- Your assignment
In the entries below, every line with the string "reseek" is to be reported.

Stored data

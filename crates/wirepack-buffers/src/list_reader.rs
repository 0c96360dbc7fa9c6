use bytes::{Bytes, BytesMut};

use crate::error::{BufferError, Result};
use crate::traits::Reader;

/// Largest fragment size `reduce` will keep alive for a partially-consumed
/// head. Above this, a mostly-consumed head fragment is replaced by a copy
/// of its live tail. Tuning constant, not a correctness invariant.
pub const DEFAULT_RETAIN_THRESHOLD: usize = 100_000;

/// Cursor over an ordered list of owned byte fragments.
///
/// Reads that stay inside one fragment return zero-copy subviews. A read
/// spanning a fragment boundary first *consolidates*: the minimal run of
/// fragments covering the request is merged into one, spliced into the list
/// in place of the originals, and the read is then satisfied as a plain
/// subview of the merged fragment. Consolidation renumbers fragments, so it
/// bumps an epoch counter; saved cursors from an earlier epoch are restored
/// by absolute-offset reseek instead of their stale fragment coordinates.
///
/// Cursor invariant: `offset == len(fragments[..frag_index]) + frag_offset`.
#[derive(Debug)]
pub struct BufferListReader {
    fragments: Vec<Bytes>,
    total: usize,
    offset: usize,
    frag_index: usize,
    frag_offset: usize,
    epoch: u64,
    contexts: Vec<SavedCursor>,
    retain_threshold: usize,
}

#[derive(Debug, Clone, Copy)]
struct SavedCursor {
    offset: usize,
    frag_index: usize,
    frag_offset: usize,
    epoch: u64,
}

impl Default for BufferListReader {
    fn default() -> Self {
        Self::new()
    }
}

impl BufferListReader {
    pub fn new() -> Self {
        Self::with_retain_threshold(DEFAULT_RETAIN_THRESHOLD)
    }

    pub fn with_retain_threshold(retain_threshold: usize) -> Self {
        Self {
            fragments: Vec::new(),
            total: 0,
            offset: 0,
            frag_index: 0,
            frag_offset: 0,
            epoch: 0,
            contexts: Vec::new(),
            retain_threshold,
        }
    }

    /// Build a reader over an existing list of fragments.
    pub fn from_fragments<I>(fragments: I) -> Self
    where
        I: IntoIterator,
        I::Item: Into<Bytes>,
    {
        let mut reader = Self::new();
        for fragment in fragments {
            reader.append(fragment.into());
        }
        reader
    }

    /// Append a fragment of received bytes. Never copies.
    pub fn append(&mut self, fragment: Bytes) {
        if fragment.is_empty() {
            return;
        }
        self.total += fragment.len();
        self.fragments.push(fragment);
    }

    /// Total logical length (consumed and unconsumed) currently held.
    pub fn total_len(&self) -> usize {
        self.total
    }

    /// Number of physically separate fragments currently held.
    pub fn fragment_count(&self) -> usize {
        self.fragments.len()
    }

    /// Consolidation epoch; bumped whenever fragment indices shift.
    pub fn epoch(&self) -> u64 {
        self.epoch
    }

    fn eof_error(&self, needed: usize) -> BufferError {
        BufferError::UnexpectedEof {
            needed,
            available: self.remaining(),
        }
    }

    /// Re-establish `frag_offset < len(fragments[frag_index])` after an
    /// advance, walking forward over as many fragments as needed.
    fn normalize(&mut self) {
        while self.frag_index < self.fragments.len()
            && self.frag_offset >= self.fragments[self.frag_index].len()
        {
            self.frag_offset -= self.fragments[self.frag_index].len();
            self.frag_index += 1;
        }
    }

    fn advance(&mut self, n: usize) {
        self.offset += n;
        self.frag_offset += n;
        self.normalize();
    }

    /// Merge the minimal run of fragments covering a `len`-byte read from
    /// the current cursor into one fragment, splicing it in place.
    fn consolidate(&mut self, len: usize) {
        let need = self.frag_offset + len;
        let mut end = self.frag_index;
        let mut span = 0usize;
        while span < need {
            span += self.fragments[end].len();
            end += 1;
        }

        let mut merged = BytesMut::with_capacity(span);
        for fragment in &self.fragments[self.frag_index..end] {
            merged.extend_from_slice(fragment);
        }
        self.fragments
            .splice(self.frag_index..end, std::iter::once(merged.freeze()));
        self.epoch += 1;
    }

    /// Recompute fragment coordinates for an absolute offset, scanning from
    /// whichever end of the fragment list is closer.
    fn reseek(&mut self, target: usize) {
        self.offset = target;
        if target * 2 <= self.total {
            let mut idx = 0usize;
            let mut rem = target;
            while idx < self.fragments.len() && rem >= self.fragments[idx].len() {
                rem -= self.fragments[idx].len();
                idx += 1;
            }
            self.frag_index = idx;
            self.frag_offset = rem;
        } else {
            let mut idx = self.fragments.len();
            let mut start = self.total;
            while idx > 0 && start > target {
                idx -= 1;
                start -= self.fragments[idx].len();
            }
            self.frag_index = idx;
            self.frag_offset = target - start;
            self.normalize();
        }
    }

    fn restore(&mut self, saved: SavedCursor) {
        if saved.epoch == self.epoch {
            self.offset = saved.offset;
            self.frag_index = saved.frag_index;
            self.frag_offset = saved.frag_offset;
        } else {
            // Fragment indices have shifted since the save; the absolute
            // offset is still addressable because reclamation is gated on an
            // empty context stack.
            self.reseek(saved.offset);
        }
    }
}

impl Reader for BufferListReader {
    fn read_bytes(&mut self, len: usize) -> Result<Bytes> {
        if self.check_eof(len) {
            return Err(self.eof_error(len));
        }
        if len == 0 {
            return Ok(Bytes::new());
        }
        if self.frag_offset + len > self.fragments[self.frag_index].len() {
            self.consolidate(len);
        }
        let out = self.fragments[self.frag_index].slice(self.frag_offset..self.frag_offset + len);
        self.advance(len);
        Ok(out)
    }

    fn slice(&mut self, len: usize) -> Result<Bytes> {
        if self.check_eof(len) {
            return Err(self.eof_error(len));
        }
        let mut out = BytesMut::with_capacity(len);
        let mut idx = self.frag_index;
        let mut off = self.frag_offset;
        let mut rem = len;
        while rem > 0 {
            let fragment = &self.fragments[idx];
            let take = rem.min(fragment.len() - off);
            out.extend_from_slice(&fragment[off..off + take]);
            rem -= take;
            idx += 1;
            off = 0;
        }
        self.advance(len);
        Ok(out.freeze())
    }

    fn check_eof(&self, n: usize) -> bool {
        self.remaining() < n
    }

    fn skip(&mut self, n: usize) -> Result<()> {
        if self.check_eof(n) {
            return Err(self.eof_error(n));
        }
        self.advance(n);
        Ok(())
    }

    fn seek(&mut self, offset: usize) -> Result<()> {
        if offset > self.total {
            return Err(BufferError::SeekOutOfRange {
                offset,
                len: self.total,
            });
        }
        self.reseek(offset);
        Ok(())
    }

    fn position(&self) -> usize {
        self.offset
    }

    fn remaining(&self) -> usize {
        self.total - self.offset
    }

    fn pushd(&mut self) {
        self.contexts.push(SavedCursor {
            offset: self.offset,
            frag_index: self.frag_index,
            frag_offset: self.frag_offset,
            epoch: self.epoch,
        });
    }

    fn popd(&mut self) {
        if let Some(saved) = self.contexts.pop() {
            self.restore(saved);
        }
    }

    fn forget(&mut self) {
        self.contexts.pop();
    }

    /// Reclaim fragments the cursor has fully passed.
    ///
    /// No-op while saved contexts are outstanding — a context may still
    /// reference the consumed region. Rebases the absolute offset, so
    /// callers must not hold offsets into reclaimed territory across calls.
    fn reduce(&mut self) {
        if !self.contexts.is_empty() {
            return;
        }

        if self.offset >= self.total {
            if !self.fragments.is_empty() {
                self.fragments.clear();
                self.epoch += 1;
            }
            self.total = 0;
            self.offset = 0;
            self.frag_index = 0;
            self.frag_offset = 0;
            return;
        }

        if self.frag_index > 0 {
            let dropped: usize = self
                .fragments
                .drain(..self.frag_index)
                .map(|f| f.len())
                .sum();
            self.total -= dropped;
            self.offset -= dropped;
            self.frag_index = 0;
            self.epoch += 1;
        }

        // A huge head fragment pinned by a small live tail would otherwise
        // be retained indefinitely; past half-consumed, copy the tail out.
        let head_len = self.fragments[0].len();
        if head_len > self.retain_threshold && self.frag_offset > head_len / 2 {
            let tail = Bytes::copy_from_slice(&self.fragments[0][self.frag_offset..]);
            self.total -= self.frag_offset;
            self.offset -= self.frag_offset;
            self.fragments[0] = tail;
            self.frag_offset = 0;
            self.epoch += 1;
        }
    }
}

- Solution to this task
/// by absolute-offset reseek instead of their stale fragment coordinates.
    fn reseek(&mut self, target: usize) {
            self.reseek(saved.offset);
        self.reseek(offset);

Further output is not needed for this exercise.